Data Architecture for Machine Learning
  Terry Moon   Terry Lynn Moon
Enterprise Information Architect
McCormick & Company, Inc.
 


 

Tuesday, April 24, 2018
01:30 PM - 02:30 PM

Level:  Case Study


Many organizations have interest or initiatives in Machine Learning (ML) and Artificial Intelligence (AI) projects. There are certainly challenges in algorithm and model creation; however, the models produced need a continuous flow of information to learn over time. This presentation gives an overview of how we successfully structured our environment to support a sizeable strategic project, in concert with bringing additional value to our organization by implementing data as a service through data virtualization.

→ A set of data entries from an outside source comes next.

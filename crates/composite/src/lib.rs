#![doc = include_str!("../README.md")]
//!
//! # Module Structure
//!
//! - [`error`]: Domain error types (`CompositeError`)
//! - [`policy`]: Sharing policies and the policy tree (`SharingPolicy`, `PolicyTree`, `build_policy`)
//! - [`constituents`]: Constituent registry (`ConstituentRegistry`)
//! - [`anchor`]: Anchor module and execution context (`AnchorDelegate`, `AnchorContext`)
//! - [`manifest`]: Composite manifest validation and content (`CompositeManifestValidator`, `ModuleContent`)
//! - [`lifecycle`]: Composite state machine (`CompositeModule`, `CompositeServices`)
//! - [`host`]: Framework-side entry point (`CompositeHost`)
//! - [`memory`]: In-memory root runtime (`InMemoryRuntime`, `RecordingStartLevel`)
//!
//! # Architecture
//!
//! ```text
//! CompositeHost ──owns──> PolicyTree
//!      |
//!      └──owns──> CompositeModule ──> ConstituentRegistry <──events── AnchorContext
//!                      |                                                  ^
//!                      └──> AnchorDelegate ──create_execution_context()───┘
//! ```

pub mod anchor;
pub mod constituents;
pub mod error;
pub mod host;
pub mod lifecycle;
pub mod manifest;
pub mod memory;
pub mod policy;

// --- Public API Re-exports ---

// Host
pub use host::CompositeHost;

// Lifecycle
pub use lifecycle::{
    BASELINE_START_LEVEL, CascadeReport, CompositeModule, CompositeServices, StartLevelFactory,
};

// Error
pub use error::CompositeError;

// Policy
pub use policy::{NodeId, PolicyNode, PolicyTree, SharingPolicy, build_policy};

// Constituents
pub use constituents::ConstituentRegistry;

// Anchor
pub use anchor::{AnchorContext, AnchorDelegate};

// Manifest
pub use manifest::{
    COMPOSITE_CONFIGURATION_ENTRY, CompositeConfiguration, CompositeManifestValidator,
    ModuleContent, composite_content, validate_composite_manifest,
};

// In-memory runtime
pub use memory::{
    InMemoryRuntime, MemoryModule, RecordingStartLevel, RecordingStartLevels, StartLevelCall,
};
//! 이벤트 시스템 -- 모듈 생명주기와 프레임워크 에러 통지
//!
//! [`EventMetadata`]는 모든 이벤트에 공통으로 포함되는 메타데이터이며,
//! [`Event`] trait은 모든 이벤트 타입이 구현해야 하는 인터페이스입니다.
//!
//! - [`ModuleEvent`]: 모듈 설치/해석/시작/정지/업데이트/제거 통지.
//!   실행 컨텍스트가 리스너에게 동기적으로 전달합니다.
//! - [`FrameworkEvent`]: 루트 런타임에 게시되는 에러 이벤트.
//!   연쇄 제거 실패([`CascadeFailure`])를 담습니다.

use std::fmt;
use std::time::SystemTime;

use serde::{Deserialize, Serialize};

use crate::error::CascadeFailure;
use crate::types::ModuleId;

// --- 소스명 상수 ---

/// 컴포지트 생명주기 소스명
pub const SOURCE_COMPOSITE: &str = "composite";
/// 실행 컨텍스트 소스명
pub const SOURCE_ANCHOR_CONTEXT: &str = "anchor-context";

// --- 이벤트 타입 상수 ---

/// 모듈 이벤트 타입
pub const EVENT_TYPE_MODULE: &str = "module";
/// 프레임워크 에러 이벤트 타입
pub const EVENT_TYPE_FRAMEWORK_ERROR: &str = "framework-error";

/// 이벤트 메타데이터 -- 모든 이벤트에 공통으로 포함되는 추적 정보
#[derive(Debug, Clone, Serialize, Deserialize)]
pub struct EventMetadata {
    /// 이벤트 발생 시각
    pub timestamp: SystemTime,
    /// 이벤트를 생성한 소스명 (예: "composite", "anchor-context")
    pub source_module: String,
    /// 추적 ID -- 같은 흐름의 이벤트를 연결합니다
    pub trace_id: String,
}

impl EventMetadata {
    /// 기존 trace_id를 사용하여 새 메타데이터를 생성합니다.
    pub fn new(source_module: impl Into<String>, trace_id: impl Into<String>) -> Self {
        Self {
            timestamp: SystemTime::now(),
            source_module: source_module.into(),
            trace_id: trace_id.into(),
        }
    }

    /// 새로운 UUID v4 trace_id를 생성하여 메타데이터를 만듭니다.
    pub fn with_new_trace(source_module: impl Into<String>) -> Self {
        Self::new(source_module, uuid::Uuid::new_v4().to_string())
    }
}

impl fmt::Display for EventMetadata {
    fn fmt(&self, f: &mut fmt::Formatter<'_>) -> fmt::Result {
        write!(
            f,
            "[{}] source={} trace={}",
            unix_timestamp_str(self.timestamp),
            self.source_module,
            self.trace_id,
        )
    }
}

/// 모든 이벤트가 구현해야 하는 기본 trait
pub trait Event: Send + Sync + 'static {
    /// 이벤트 고유 ID (UUID v4)
    fn event_id(&self) -> &str;

    /// 이벤트 메타데이터
    fn metadata(&self) -> &EventMetadata;

    /// 이벤트 타입명 (로깅에 사용)
    fn event_type(&self) -> &str;
}

// ─── ModuleEvent ─────────────────────────────────────────────────────

/// 모듈 이벤트 종류
#[derive(Debug, Clone, Copy, PartialEq, Eq, Hash, Serialize, Deserialize)]
#[serde(rename_all = "lowercase")]
pub enum ModuleEventKind {
    /// 설치됨
    Installed,
    /// 의존성 해석됨
    Resolved,
    /// 시작됨
    Started,
    /// 정지됨
    Stopped,
    /// 업데이트됨
    Updated,
    /// 제거됨
    Uninstalled,
}

impl fmt::Display for ModuleEventKind {
    fn fmt(&self, f: &mut fmt::Formatter<'_>) -> fmt::Result {
        match self {
            Self::Installed => write!(f, "INSTALLED"),
            Self::Resolved => write!(f, "RESOLVED"),
            Self::Started => write!(f, "STARTED"),
            Self::Stopped => write!(f, "STOPPED"),
            Self::Updated => write!(f, "UPDATED"),
            Self::Uninstalled => write!(f, "UNINSTALLED"),
        }
    }
}

/// 모듈 생명주기 이벤트
#[derive(Debug, Clone)]
pub struct ModuleEvent {
    /// 이벤트 고유 ID
    pub id: String,
    /// 이벤트 메타데이터
    pub metadata: EventMetadata,
    /// 이벤트 종류
    pub kind: ModuleEventKind,
    /// 대상 모듈
    pub module_id: ModuleId,
    /// 대상 모듈이 속한 컴포지트
    pub composite_id: ModuleId,
}

impl ModuleEvent {
    /// 새로운 trace를 시작하는 모듈 이벤트를 생성합니다.
    pub fn new(kind: ModuleEventKind, module_id: ModuleId, composite_id: ModuleId) -> Self {
        Self {
            id: uuid::Uuid::new_v4().to_string(),
            metadata: EventMetadata::with_new_trace(SOURCE_ANCHOR_CONTEXT),
            kind,
            module_id,
            composite_id,
        }
    }

    /// 설치 이벤트를 생성합니다.
    pub fn installed(module_id: ModuleId, composite_id: ModuleId) -> Self {
        Self::new(ModuleEventKind::Installed, module_id, composite_id)
    }

    /// 설치 이벤트인지 확인합니다.
    pub fn is_install(&self) -> bool {
        self.kind == ModuleEventKind::Installed
    }
}

impl Event for ModuleEvent {
    fn event_id(&self) -> &str {
        &self.id
    }

    fn metadata(&self) -> &EventMetadata {
        &self.metadata
    }

    fn event_type(&self) -> &str {
        EVENT_TYPE_MODULE
    }
}

impl fmt::Display for ModuleEvent {
    fn fmt(&self, f: &mut fmt::Formatter<'_>) -> fmt::Result {
        write!(
            f,
            "ModuleEvent[{}] {} module={} composite={}",
            &self.id[..8.min(self.id.len())],
            self.kind,
            self.module_id,
            self.composite_id,
        )
    }
}

// ─── FrameworkEvent ──────────────────────────────────────────────────

/// 루트 런타임에 게시되는 에러 이벤트
#[derive(Debug, Clone)]
pub struct FrameworkEvent {
    /// 이벤트 고유 ID
    pub id: String,
    /// 이벤트 메타데이터
    pub metadata: EventMetadata,
    /// 에러를 보고한 모듈
    pub module_id: ModuleId,
    /// 에러 원인
    pub cause: CascadeFailure,
}

impl FrameworkEvent {
    /// 에러 이벤트를 생성합니다.
    pub fn error(module_id: ModuleId, cause: CascadeFailure) -> Self {
        Self {
            id: uuid::Uuid::new_v4().to_string(),
            metadata: EventMetadata::with_new_trace(SOURCE_COMPOSITE),
            module_id,
            cause,
        }
    }
}

impl Event for FrameworkEvent {
    fn event_id(&self) -> &str {
        &self.id
    }

    fn metadata(&self) -> &EventMetadata {
        &self.metadata
    }

    fn event_type(&self) -> &str {
        EVENT_TYPE_FRAMEWORK_ERROR
    }
}

impl fmt::Display for FrameworkEvent {
    fn fmt(&self, f: &mut fmt::Formatter<'_>) -> fmt::Result {
        write!(
            f,
            "FrameworkEvent[{}] ERROR module={}: {}",
            &self.id[..8.min(self.id.len())],
            self.module_id,
            self.cause,
        )
    }
}

fn unix_timestamp_str(time: SystemTime) -> String {
    match time.duration_since(SystemTime::UNIX_EPOCH) {
        Ok(duration) => duration.as_secs().to_string(),
        Err(_) => "unknown".to_owned(),
    }
}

Some topics we will address are: 

  • How do I continuously acquire and deploy data? 
  • How do I manage big data effectively?
  • How do I ensure models can continuously learn? 
  • How do I position to effectively exploit future data sources? 
  • How do I handle data protection while working with an external research partner?
  • How do I position for reuse of information for self-service and analytics?
  • What are some challenges and solutions associated with AI and ML projects?


Terry Moon is the Enterprise Information Architect for McCormick & Company, Inc. Terry is focused on defining McCormick’s standards and architecture for maximizing opportunities in leveraging information through the adoption of modern data technologies. Terry has over 30 years of experience in data modeling and data engineering and analysis and significant experience with Machine Learning, Artificial Intelligence, and other Analytics projects. Terry holds degrees in Information Systems and Applied Mathematics and Analytics - Data Science.